Overview
Dr. Spinner completed a Ph.D. in English with a concentration in Feminist Studies from Duke University in 2017, and received a M.A. in English from Georgetown University in 2010. She takes great pride in being an educator and is delighted to be back at Duke, this time around as faculty.
Her courses, much like her academic work, seek to challenge the disciplinary boundaries between writing and rhetoric, women's and gender studies, and art practice.

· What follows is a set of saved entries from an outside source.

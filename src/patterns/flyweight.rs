use crate::core::{Category, Demo, Result, Transcript};
use std::collections::HashMap;
use std::rc::Rc;

#[derive(Debug, Clone, Copy, PartialEq, Eq, Hash)]
pub enum PlayerKind {
    Terrorist,
    CounterTerrorist,
}

impl PlayerKind {
    fn label(&self) -> &'static str {
        match self {
            PlayerKind::Terrorist => "T",
            PlayerKind::CounterTerrorist => "CT",
        }
    }
}

/// Intrinsic state only. The weapon is extrinsic and supplied per mission.
#[derive(Debug)]
pub struct Player {
    kind: PlayerKind,
    task: &'static str,
}

impl Player {
    pub fn mission(&self, weapon: &str) -> String {
        format!("{} with weapon {} | {}", self.kind.label(), weapon, self.task)
    }
}

/// At most one shared instance per player kind.
#[derive(Default)]
pub struct PlayerFactory {
    players: HashMap<PlayerKind, Rc<Player>>,
    created: usize,
}

impl PlayerFactory {
    pub fn player(&mut self, kind: PlayerKind) -> Rc<Player> {
        if let Some(existing) = self.players.get(&kind) {
            return Rc::clone(existing);
        }

        self.created += 1;
        tracing::debug!(kind = kind.label(), "player instance created");
        let task = match kind {
            PlayerKind::Terrorist => "Task is to plant the charge",
            PlayerKind::CounterTerrorist => "Task is to defuse the charge",
        };
        let player = Rc::new(Player { kind, task });
        self.players.insert(kind, Rc::clone(&player));
        player
    }

    pub fn distinct_players(&self) -> usize {
        self.created
    }
}

pub struct FlyweightDemo;

impl Demo for FlyweightDemo {
    fn name(&self) -> &'static str {
        "flyweight"
    }

    fn category(&self) -> Category {
        Category::Structural
    }

    fn summary(&self) -> &'static str {
        "Shared player instances with per-mission weapons"
    }

    fn run(&self, transcript: &mut Transcript) -> Result<()> {
        let mut factory = PlayerFactory::default();

        // Fixed roster instead of the usual random draw, so runs and tests
        // observe the same transcript.
        let roster = [
            (PlayerKind::Terrorist, "AK"),
            (PlayerKind::CounterTerrorist, "Desert Eagle"),
            (PlayerKind::Terrorist, "Maverick"),
            (PlayerKind::Terrorist, "Gut Knife"),
            (PlayerKind::CounterTerrorist, "Stone"),
            (PlayerKind::CounterTerrorist, "Flashbang"),
        ];

        for (kind, weapon) in roster {
            let player = factory.player(kind);
            transcript.note(player.mission(weapon));
        }

        transcript.note(format!(
            "Distinct player instances created: {}",
            factory.distinct_players()
        ));

        Ok(())
    }
}

#[cfg(test)]
mod tests {
    use super::*;

    #[test]
    fn test_factory_shares_instances() {
        let mut factory = PlayerFactory::default();
        let a = factory.player(PlayerKind::Terrorist);
        let b = factory.player(PlayerKind::Terrorist);
        assert!(Rc::ptr_eq(&a, &b));
        assert_eq!(factory.distinct_players(), 1);
    }

    #[test]
    fn test_extrinsic_weapon_varies_per_mission() {
        let mut factory = PlayerFactory::default();
        let player = factory.player(PlayerKind::CounterTerrorist);
        assert_eq!(
            player.mission("AK"),
            "CT with weapon AK | Task is to defuse the charge"
        );
        assert_eq!(
            player.mission("Stone"),
            "CT with weapon Stone | Task is to defuse the charge"
        );
    }

    #[test]
    fn test_demo_reports_two_distinct_players() {
        let mut transcript = Transcript::new();
        FlyweightDemo.run(&mut transcript).unwrap();
        assert!(transcript.contains("Distinct player instances created: 2"));
    }
}
pub mod toml_config;

#[cfg(feature = "cli")]
use clap::{Parser, Subcommand};

#[cfg(feature = "cli")]
#[derive(Debug, Parser)]
#[command(name = "pattern-lab")]
#[command(about = "A small gallery of classic design pattern demos")]
pub struct CliConfig {
    #[command(subcommand)]
    pub command: Command,

    /// Enable verbose output
    #[arg(short, long, global = true)]
    pub verbose: bool,
}

#[cfg(feature = "cli")]
#[derive(Debug, Subcommand)]
pub enum Command {
    /// List the available demos
    List,

    /// Run one demo by name, or every demo with --all
    Run {
        /// Demo name, e.g. "chain-of-responsibility"
        name: Option<String>,

        /// Run every registered demo
        #[arg(long)]
        all: bool,
    },

    /// Dispense an amount through the denomination chain
    Dispense {
        /// Amount to withdraw; must be a multiple of the smallest denomination
        amount: u32,

        /// Path to a TOML chain configuration file
        #[arg(long)]
        config: Option<String>,

        /// Print the receipt as JSON instead of console lines
        #[arg(long)]
        json: bool,
    },
}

At Duke, she has perfected her widely popular course "Radical Magic: Feminism & the Occult," which she piloted at the College of Charleston in the Spring of 2018. In her signature course, students explore the story-telling qualities of the Tarot that is derived from the 15th-century Italian playing card game of tarrochi, which would not be associated with the occult and divination until much later. Always open to new ideas , at the behest of her students, in the Spring of 2024, she assigned a grimoire for the final writing project. In this non-traditional assignment, students explore the the "magic" of the book as a material object in the modern age, delve into the possibility that poems and and songs might have a spell-like qualities to them, and play with experimental forms of writing that are informed by art and craft studies
Her book project Debunk Me Not: Magic and Marginalization in Nineteenth-Century Studies, delves into the puzzling nature of scholars of the nineteenth century who display an anxiety about their supernatural objects that is largely absent from scholars of the medieval and early-modern periods.. She argues that the desire to distance themselves from what they perceive as fraudulent is merely reproducing the debunking impulse of the nineteenth century, headlined by P.T. Barnum and later Harry Houdini. Dr. Spinner offers a method that adopts the views of the believer of the time and leaves open the idea that spiritualist practices, such as seances, Tarot, and spirit photography. In doing so, she argues that the beliefs and histories of the marginalized groups who were drawn to spiritualism come into relief.
If you spot her on campus, among other things, feel free to chat with her about roller-skating, crocheting, and why bagels in North Carolina will always be inferior to New York bagels. Hint: it's the water.